Polícia não vê relação entre morte de vereador brasileiro e chacina na fronteira com o Paraguai

Farid Afif, de 37 anos, foi assassinado quando andava de bicicleta na cidade de Ponta Porã; um dia depois, quatro pessoas foram executadas a tiros ao sair de uma casa noturna

  • Por Jovem Pan
  • 10/10/2021 10h43
Farid Afif/Reprodução de vídeoPouco antes de ser assassinado, vereador publicou vídeo avisando que andaria de bicicleta

Farid Afif, de 37 anos, era vereador em Ponta Porã, cidade do Mato Grosso do Sul. Ele foi morto a tiros na sexta-feira, 8, quando andava de bicicleta. Momentos antes, Farid publicou um vídeo nas redes sociais em que fala sobre o passeio: ele chama a saída de “sexta-feira sustentavel”. Os tiros que o mataram teriam partido de alguém que passou com uma motocicleta no local. A polícia analisa imagens de câmeras de segurança e já informou que não há indícios de que o crime esteja relacionado com outra cena de execução que foi registrada na manhã seguinte a poucos quilômetros dali, na cidade paraguaia vizinha de Pedro Juan Caballero. Na ocasião, quatro pessoas saiam de uma casa noturna e entravam em um veículo quando atiradores se aproximaram e dispararam diversas vezes. Todos morreram no local.

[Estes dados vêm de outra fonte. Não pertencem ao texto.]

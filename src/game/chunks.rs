//! Chunk index for collectables
//!
//! Buckets pickup-able objects into square cells so a bot only scans its own
//! cell and the 8 around it. Buckets keep insertion order and neighbours are
//! visited in a fixed offset order, so a query yields the same sequence on
//! every machine. The hash maps are only used for keyed lookup.

use crate::game::entity::EntityHandle;
use crate::util::fixed::Fp;
use crate::util::vec2::Vec2;
use hashbrown::HashMap;

/// Initial capacity for the cell map (number of expected non-empty cells)
const CHUNK_MAP_INITIAL_CAPACITY: usize = 64;

/// Initial capacity for entity vectors within cells
const CHUNK_CELL_INITIAL_CAPACITY: usize = 8;

/// Cell coordinates
pub type ChunkKey = (i32, i32);

/// Query window: self, W, NW, N, NE, E, SE, S, SW
pub const NEIGHBOR_OFFSETS: [(i32, i32); 9] = [
    (0, 0),
    (-1, 0),
    (-1, 1),
    (0, 1),
    (1, 1),
    (1, 0),
    (1, -1),
    (0, -1),
    (-1, -1),
];

pub struct CollectableChunks {
    chunk_size: Fp,
    cells: HashMap<ChunkKey, Vec<EntityHandle>>,
    /// Reverse lookup for O(1) removal and moves
    locations: HashMap<EntityHandle, ChunkKey>,
}

impl CollectableChunks {
    pub fn new(chunk_size: Fp) -> Self {
        Self {
            chunk_size: if chunk_size > Fp::ZERO { chunk_size } else { Fp::ONE },
            cells: HashMap::with_capacity(CHUNK_MAP_INITIAL_CAPACITY),
            locations: HashMap::with_capacity(CHUNK_MAP_INITIAL_CAPACITY),
        }
    }

    #[inline]
    pub fn chunk_size(&self) -> Fp {
        self.chunk_size
    }

    /// Convert world position to cell key (floor division)
    #[inline]
    pub fn key_for(&self, position: Vec2) -> ChunkKey {
        let size = self.chunk_size.raw();
        (
            position.x.raw().div_euclid(size) as i32,
            position.y.raw().div_euclid(size) as i32,
        )
    }

    /// Insert or re-bucket an entity
    pub fn insert(&mut self, entity: EntityHandle, position: Vec2) {
        let key = self.key_for(position);
        if let Some(&previous) = self.locations.get(&entity) {
            if previous == key {
                return;
            }
            self.detach(entity, previous);
        }
        self.cells
            .entry(key)
            .or_insert_with(|| Vec::with_capacity(CHUNK_CELL_INITIAL_CAPACITY))
            .push(entity);
        self.locations.insert(entity, key);
    }

    pub fn remove(&mut self, entity: EntityHandle) -> bool {
        match self.locations.remove(&entity) {
            Some(key) => {
                self.detach(entity, key);
                true
            }
            None => false,
        }
    }

    fn detach(&mut self, entity: EntityHandle, key: ChunkKey) {
        if let Some(cell) = self.cells.get_mut(&key) {
            // Preserve insertion order of the survivors
            if let Some(pos) = cell.iter().position(|&e| e == entity) {
                cell.remove(pos);
            }
            if cell.is_empty() {
                self.cells.remove(&key);
            }
        }
    }

    /// Entities in one cell, in insertion order
    pub fn cell(&self, key: ChunkKey) -> &[EntityHandle] {
        self.cells.get(&key).map_or(&[], Vec::as_slice)
    }

    /// Entities in the 3x3 window around `position`
    pub fn query_neighborhood(&self, position: Vec2) -> impl Iterator<Item = EntityHandle> + '_ {
        let (cx, cy) = self.key_for(position);
        NEIGHBOR_OFFSETS
            .iter()
            .flat_map(move |&(dx, dy)| self.cell((cx + dx, cy + dy)).iter().copied())
    }

    pub fn contains(&self, entity: EntityHandle) -> bool {
        self.locations.contains_key(&entity)
    }

    #[inline]
    pub fn len(&self) -> usize {
        self.locations.len()
    }

    #[inline]
    pub fn is_empty(&self) -> bool {
        self.locations.is_empty()
    }

    /// Number of non-empty cells
    pub fn cell_count(&self) -> usize {
        self.cells.len()
    }
}

#[cfg(test)]
mod tests {
    use super::*;
    use crate::game::entity::EntityArena;

    fn chunks() -> CollectableChunks {
        CollectableChunks::new(Fp::from_int(16))
    }

    #[test]
    fn test_key_for_negative_positions() {
        let c = chunks();
        assert_eq!(c.key_for(Vec2::from_ints(0, 0)), (0, 0));
        assert_eq!(c.key_for(Vec2::from_ints(15, 16)), (0, 1));
        assert_eq!(c.key_for(Vec2::new(Fp::from_milli(-1), Fp::ZERO)), (-1, 0));
        assert_eq!(c.key_for(Vec2::from_ints(-16, -17)), (-1, -2));
    }

    #[test]
    fn test_query_neighborhood_order() {
        let mut arena = EntityArena::new();
        let mut c = chunks();
        let east = arena.create();
        let home = arena.create();
        let west = arena.create();
        let far = arena.create();
        c.insert(east, Vec2::from_ints(20, 4));
        c.insert(home, Vec2::from_ints(4, 4));
        c.insert(west, Vec2::from_ints(-4, 4));
        c.insert(far, Vec2::from_ints(40, 4));

        let seen: Vec<_> = c.query_neighborhood(Vec2::from_ints(5, 5)).collect();
        assert_eq!(seen, vec![home, west, east]);
    }

    #[test]
    fn test_reinsert_moves_between_cells() {
        let mut arena = EntityArena::new();
        let mut c = chunks();
        let e = arena.create();
        c.insert(e, Vec2::from_ints(1, 1));
        c.insert(e, Vec2::from_ints(100, 100));
        assert_eq!(c.len(), 1);
        assert_eq!(c.cell_count(), 1);
        assert!(c.cell((0, 0)).is_empty());
        assert_eq!(c.cell((6, 6)), &[e]);
    }

    #[test]
    fn test_remove() {
        let mut arena = EntityArena::new();
        let mut c = chunks();
        let a = arena.create();
        let b = arena.create();
        c.insert(a, Vec2::from_ints(1, 1));
        c.insert(b, Vec2::from_ints(2, 2));
        assert!(c.remove(a));
        assert!(!c.remove(a));
        assert_eq!(c.cell((0, 0)), &[b]);
        assert!(c.remove(b));
        assert!(c.is_empty());
        assert_eq!(c.cell_count(), 0);
    }
}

Entre as vítimas da chacina está Haylee Carolina Yunis, de 21 anos, filha do governador do estado de Amambay, no Paraguai. Ela levou 6 tiros. As outras vítimas foram o cidadão paraguaio Omar Vicente Alvarez Grance de 32 anos, conhecido como Bebeto, que levou 31 tiros; as brasileiras Kaline Reinoso de Oliveira, de 32 anos que foi morta com 14 tiros
e Rhamye Jamilly Borges de Oliveira de 18 anos, morta com 10 tiros. Para a imprensa paraguaia, o chefe da investigação local disse que Bebeto seria o alvo dos bandidos e que as jovens morreram porque estavam com ele no momento. Outras pessoas também foram atingidas e ficaram feridas. A fronteira entre Paraguai e Mato Grosso do Sul é uma região de disputa pelo controle das rotas de tráfico de drogas e armas.